Neeleman has had a firsthand look at how big airlines operate. After selling Morris Air to Southwest in 1994, he stayed on as an executive, helping change Southwest’s peak-pricing model, implementing electronic ticketing, and revamping their 1-800 number to save money.

Herb Kelleher, the late Southwest founder and then CEO, told Neeleman he’d made three years’ worth of adjustments in five months.

“He was a bull in a china shop,” said Lazarus, his investor. Neeleman was impetuous, which he attributes in part to his ADHD. Meetings dragged on while he thought there was a simple solution. He’d repeatedly write “DSAW”—don’t say a word—to himself to avoid blurting out thoughts.

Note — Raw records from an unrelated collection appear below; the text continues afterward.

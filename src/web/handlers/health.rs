//! Liveness endpoint.

use axum::extract::State;
use axum::Json;
use serde_json::{json, Value};

use crate::web::state::AppState;

pub async fn health(State(state): State<AppState>) -> Json<Value> {
    state.prune_finished();
    Json(json!({
        "status": "ok",
        "active_runs": state.active_runs(),
    }))
}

It didn’t work. Kelleher told Neeleman that even his biggest supporters thought he’d been too disruptive, and he was fired.

Neeleman said he got bored at Jet-Blue too, and was ousted as CEO in 2007 after an operations meltdown and disagreements over the way the company was being run.

At Breeze headquarters, Neeleman wanders the halls, chatting with employees as he hunts for beef-jerky strips and other low-carb snacks.

Wandering around has long been part of Neeleman’s management style. He used to make the short trip from JetBlue’s New York office to JFK a few times a week to load baggage, scan boarding passes and play basketball with ramp agents.

When Breeze had trouble retaining pilots initially, Neeleman began holding weekly meetings to understand the problem. He also gave his cellphone number to the airline’s nearly 600 pilots. Retention improved, said Trey Urbahn, a former JetBlue and Azul executive who’s now a Breeze board member.

“He’ll talk to the CEO,” said Rodgerson. “But he’ll also talk to the guy cleaning the bathroom.”